### WORK INSTRUCTIONS
Within the entries that follow, show each line where the word "example" occurs.

### TASK DATA
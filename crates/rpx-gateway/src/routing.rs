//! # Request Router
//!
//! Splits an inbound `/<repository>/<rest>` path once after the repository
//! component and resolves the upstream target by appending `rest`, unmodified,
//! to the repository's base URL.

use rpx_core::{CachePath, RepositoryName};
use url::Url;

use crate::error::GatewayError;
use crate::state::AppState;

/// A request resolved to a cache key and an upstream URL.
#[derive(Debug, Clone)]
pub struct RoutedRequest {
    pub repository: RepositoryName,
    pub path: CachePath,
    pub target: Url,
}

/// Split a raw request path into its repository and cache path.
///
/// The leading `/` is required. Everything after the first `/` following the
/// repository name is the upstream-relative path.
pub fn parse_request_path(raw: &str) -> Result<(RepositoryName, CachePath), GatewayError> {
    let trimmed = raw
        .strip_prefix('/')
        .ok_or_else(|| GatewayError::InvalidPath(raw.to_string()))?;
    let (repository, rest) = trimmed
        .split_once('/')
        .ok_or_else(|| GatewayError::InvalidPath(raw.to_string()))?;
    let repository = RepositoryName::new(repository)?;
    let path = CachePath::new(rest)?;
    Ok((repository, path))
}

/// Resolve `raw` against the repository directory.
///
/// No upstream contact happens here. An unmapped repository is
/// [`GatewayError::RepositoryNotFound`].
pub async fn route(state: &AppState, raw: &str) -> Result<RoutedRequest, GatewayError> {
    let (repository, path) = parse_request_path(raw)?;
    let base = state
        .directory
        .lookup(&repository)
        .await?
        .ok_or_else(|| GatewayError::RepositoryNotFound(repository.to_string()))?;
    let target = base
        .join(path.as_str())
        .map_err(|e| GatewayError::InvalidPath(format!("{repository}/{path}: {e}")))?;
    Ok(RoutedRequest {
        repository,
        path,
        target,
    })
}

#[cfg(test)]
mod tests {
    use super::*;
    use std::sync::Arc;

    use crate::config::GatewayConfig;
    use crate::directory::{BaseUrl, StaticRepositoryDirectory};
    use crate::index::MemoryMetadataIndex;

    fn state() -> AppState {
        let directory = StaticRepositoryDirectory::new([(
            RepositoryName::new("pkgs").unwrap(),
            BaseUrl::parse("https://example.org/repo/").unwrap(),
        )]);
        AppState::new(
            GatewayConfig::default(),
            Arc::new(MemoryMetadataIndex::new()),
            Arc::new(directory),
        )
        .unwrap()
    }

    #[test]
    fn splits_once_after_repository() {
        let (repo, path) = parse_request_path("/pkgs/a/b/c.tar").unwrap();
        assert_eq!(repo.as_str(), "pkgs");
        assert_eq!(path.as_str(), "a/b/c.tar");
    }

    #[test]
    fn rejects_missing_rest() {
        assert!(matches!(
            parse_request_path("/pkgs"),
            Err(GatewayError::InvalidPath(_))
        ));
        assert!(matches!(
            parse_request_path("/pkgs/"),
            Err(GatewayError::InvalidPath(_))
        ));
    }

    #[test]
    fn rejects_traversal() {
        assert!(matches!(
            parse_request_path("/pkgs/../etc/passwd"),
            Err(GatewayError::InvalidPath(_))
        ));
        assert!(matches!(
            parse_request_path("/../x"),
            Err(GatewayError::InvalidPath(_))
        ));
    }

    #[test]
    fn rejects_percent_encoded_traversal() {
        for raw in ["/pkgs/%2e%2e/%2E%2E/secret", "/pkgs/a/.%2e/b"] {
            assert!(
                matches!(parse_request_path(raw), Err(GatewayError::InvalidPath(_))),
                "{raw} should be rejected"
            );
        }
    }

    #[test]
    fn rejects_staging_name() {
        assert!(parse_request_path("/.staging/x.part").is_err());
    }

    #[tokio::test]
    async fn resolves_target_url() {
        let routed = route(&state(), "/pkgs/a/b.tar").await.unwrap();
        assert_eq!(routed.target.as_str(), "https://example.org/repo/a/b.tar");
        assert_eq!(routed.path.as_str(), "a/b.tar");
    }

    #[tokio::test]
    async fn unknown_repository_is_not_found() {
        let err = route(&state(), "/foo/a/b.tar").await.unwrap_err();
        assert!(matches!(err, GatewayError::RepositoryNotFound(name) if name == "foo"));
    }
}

...

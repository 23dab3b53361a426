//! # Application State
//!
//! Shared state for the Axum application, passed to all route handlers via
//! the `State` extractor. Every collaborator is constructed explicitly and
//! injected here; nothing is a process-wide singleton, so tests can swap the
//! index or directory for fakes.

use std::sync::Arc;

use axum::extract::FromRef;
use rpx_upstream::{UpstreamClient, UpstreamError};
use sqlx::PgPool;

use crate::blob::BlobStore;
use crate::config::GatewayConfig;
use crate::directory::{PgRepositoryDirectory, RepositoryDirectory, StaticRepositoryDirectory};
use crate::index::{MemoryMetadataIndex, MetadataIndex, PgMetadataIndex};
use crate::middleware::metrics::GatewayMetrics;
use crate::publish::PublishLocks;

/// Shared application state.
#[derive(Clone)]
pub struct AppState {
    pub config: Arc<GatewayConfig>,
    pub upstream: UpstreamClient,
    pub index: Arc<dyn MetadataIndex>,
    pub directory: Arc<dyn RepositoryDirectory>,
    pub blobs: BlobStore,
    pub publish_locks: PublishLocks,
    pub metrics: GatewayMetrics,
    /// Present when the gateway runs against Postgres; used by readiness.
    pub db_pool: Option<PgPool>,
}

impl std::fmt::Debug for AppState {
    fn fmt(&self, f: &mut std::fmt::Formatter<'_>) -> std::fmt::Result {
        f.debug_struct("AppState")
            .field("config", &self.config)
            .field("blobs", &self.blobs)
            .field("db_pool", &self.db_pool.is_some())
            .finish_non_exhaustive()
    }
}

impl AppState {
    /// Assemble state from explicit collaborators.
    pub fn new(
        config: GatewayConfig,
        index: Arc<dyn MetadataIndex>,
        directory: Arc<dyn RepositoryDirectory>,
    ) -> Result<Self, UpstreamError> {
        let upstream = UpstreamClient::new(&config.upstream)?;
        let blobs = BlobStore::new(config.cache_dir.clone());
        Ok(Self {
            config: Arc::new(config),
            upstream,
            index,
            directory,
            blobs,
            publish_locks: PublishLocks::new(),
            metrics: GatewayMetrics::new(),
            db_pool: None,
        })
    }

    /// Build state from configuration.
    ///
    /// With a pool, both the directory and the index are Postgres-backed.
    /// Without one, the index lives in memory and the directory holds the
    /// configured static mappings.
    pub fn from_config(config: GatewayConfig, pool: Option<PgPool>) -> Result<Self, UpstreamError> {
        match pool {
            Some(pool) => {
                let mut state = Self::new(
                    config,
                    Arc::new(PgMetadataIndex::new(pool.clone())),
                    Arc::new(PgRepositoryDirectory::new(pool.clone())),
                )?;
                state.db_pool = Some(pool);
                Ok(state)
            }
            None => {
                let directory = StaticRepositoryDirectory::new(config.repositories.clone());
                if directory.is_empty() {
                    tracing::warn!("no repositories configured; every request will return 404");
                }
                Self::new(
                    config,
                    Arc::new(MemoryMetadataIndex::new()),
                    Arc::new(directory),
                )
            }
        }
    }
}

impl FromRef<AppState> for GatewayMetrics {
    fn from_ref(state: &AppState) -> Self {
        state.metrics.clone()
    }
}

==

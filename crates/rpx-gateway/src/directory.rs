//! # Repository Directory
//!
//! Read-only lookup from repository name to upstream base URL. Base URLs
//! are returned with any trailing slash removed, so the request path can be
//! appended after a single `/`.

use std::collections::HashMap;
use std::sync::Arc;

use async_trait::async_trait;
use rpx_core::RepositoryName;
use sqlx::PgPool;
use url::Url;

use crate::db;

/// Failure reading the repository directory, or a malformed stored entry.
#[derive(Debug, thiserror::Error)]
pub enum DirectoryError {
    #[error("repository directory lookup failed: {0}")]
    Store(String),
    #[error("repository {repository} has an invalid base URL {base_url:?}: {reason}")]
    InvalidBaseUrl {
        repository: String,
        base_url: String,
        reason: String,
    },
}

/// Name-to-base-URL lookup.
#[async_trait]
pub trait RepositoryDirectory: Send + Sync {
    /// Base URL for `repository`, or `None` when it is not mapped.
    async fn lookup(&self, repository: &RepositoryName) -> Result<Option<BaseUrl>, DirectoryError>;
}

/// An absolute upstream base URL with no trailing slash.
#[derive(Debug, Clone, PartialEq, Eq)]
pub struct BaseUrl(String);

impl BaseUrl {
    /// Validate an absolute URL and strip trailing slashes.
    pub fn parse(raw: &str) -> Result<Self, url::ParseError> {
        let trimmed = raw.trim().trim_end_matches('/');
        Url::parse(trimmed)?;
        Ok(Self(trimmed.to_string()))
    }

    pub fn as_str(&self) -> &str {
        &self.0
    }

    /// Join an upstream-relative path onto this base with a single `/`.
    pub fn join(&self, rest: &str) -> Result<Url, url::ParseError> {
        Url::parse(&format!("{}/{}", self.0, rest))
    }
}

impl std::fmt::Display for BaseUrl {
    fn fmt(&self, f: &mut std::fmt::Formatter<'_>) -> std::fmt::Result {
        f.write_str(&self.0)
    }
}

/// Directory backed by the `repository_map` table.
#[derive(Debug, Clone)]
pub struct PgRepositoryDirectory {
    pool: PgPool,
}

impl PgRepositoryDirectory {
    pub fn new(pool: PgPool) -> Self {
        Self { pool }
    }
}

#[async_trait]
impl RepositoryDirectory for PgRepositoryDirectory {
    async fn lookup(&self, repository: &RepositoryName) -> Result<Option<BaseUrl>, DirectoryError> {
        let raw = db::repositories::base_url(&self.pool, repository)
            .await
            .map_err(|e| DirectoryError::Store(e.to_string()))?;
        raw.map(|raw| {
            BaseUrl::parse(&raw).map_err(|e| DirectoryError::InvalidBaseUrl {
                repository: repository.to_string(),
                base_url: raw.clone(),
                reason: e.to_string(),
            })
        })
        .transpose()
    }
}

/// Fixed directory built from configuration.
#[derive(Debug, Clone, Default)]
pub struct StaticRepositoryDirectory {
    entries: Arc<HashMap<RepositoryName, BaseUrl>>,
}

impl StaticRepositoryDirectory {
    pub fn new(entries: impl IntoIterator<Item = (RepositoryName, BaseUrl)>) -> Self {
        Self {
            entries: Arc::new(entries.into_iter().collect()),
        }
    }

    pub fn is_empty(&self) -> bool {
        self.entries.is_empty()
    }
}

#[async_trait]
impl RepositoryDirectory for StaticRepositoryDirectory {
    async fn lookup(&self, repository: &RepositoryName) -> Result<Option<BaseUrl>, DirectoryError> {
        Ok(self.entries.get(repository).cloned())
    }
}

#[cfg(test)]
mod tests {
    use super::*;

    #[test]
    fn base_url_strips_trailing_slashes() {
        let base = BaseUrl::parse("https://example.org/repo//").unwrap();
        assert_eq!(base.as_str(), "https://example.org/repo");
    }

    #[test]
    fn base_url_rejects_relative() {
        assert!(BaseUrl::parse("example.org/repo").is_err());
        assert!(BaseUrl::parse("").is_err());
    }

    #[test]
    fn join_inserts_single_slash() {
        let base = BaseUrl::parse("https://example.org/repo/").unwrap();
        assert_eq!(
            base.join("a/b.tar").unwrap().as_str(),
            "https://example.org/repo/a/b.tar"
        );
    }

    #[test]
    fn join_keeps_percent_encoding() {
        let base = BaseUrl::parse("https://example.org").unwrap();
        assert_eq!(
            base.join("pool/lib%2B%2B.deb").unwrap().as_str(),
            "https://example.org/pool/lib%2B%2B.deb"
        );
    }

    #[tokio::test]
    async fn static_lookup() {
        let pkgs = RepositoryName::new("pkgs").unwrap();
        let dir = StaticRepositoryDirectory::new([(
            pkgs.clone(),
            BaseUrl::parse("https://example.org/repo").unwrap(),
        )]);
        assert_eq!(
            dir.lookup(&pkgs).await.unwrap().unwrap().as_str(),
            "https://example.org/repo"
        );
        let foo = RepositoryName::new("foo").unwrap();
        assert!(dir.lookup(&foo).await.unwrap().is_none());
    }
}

### RESPONSE BOX
            BaseUrl::parse("https://example.org/repo/").unwrap(),
        assert_eq!(routed.target.as_str(), "https://example.org/repo/a/b.tar");
        let base = BaseUrl::parse("https://example.org/repo//").unwrap();
        assert_eq!(base.as_str(), "https://example.org/repo");
        assert!(BaseUrl::parse("example.org/repo").is_err());
        let base = BaseUrl::parse("https://example.org/repo/").unwrap();
            "https://example.org/repo/a/b.tar"
        let base = BaseUrl::parse("https://example.org").unwrap();
            "https://example.org/pool/lib%2B%2B.deb"
            BaseUrl::parse("https://example.org/repo").unwrap(),
            "https://example.org/repo"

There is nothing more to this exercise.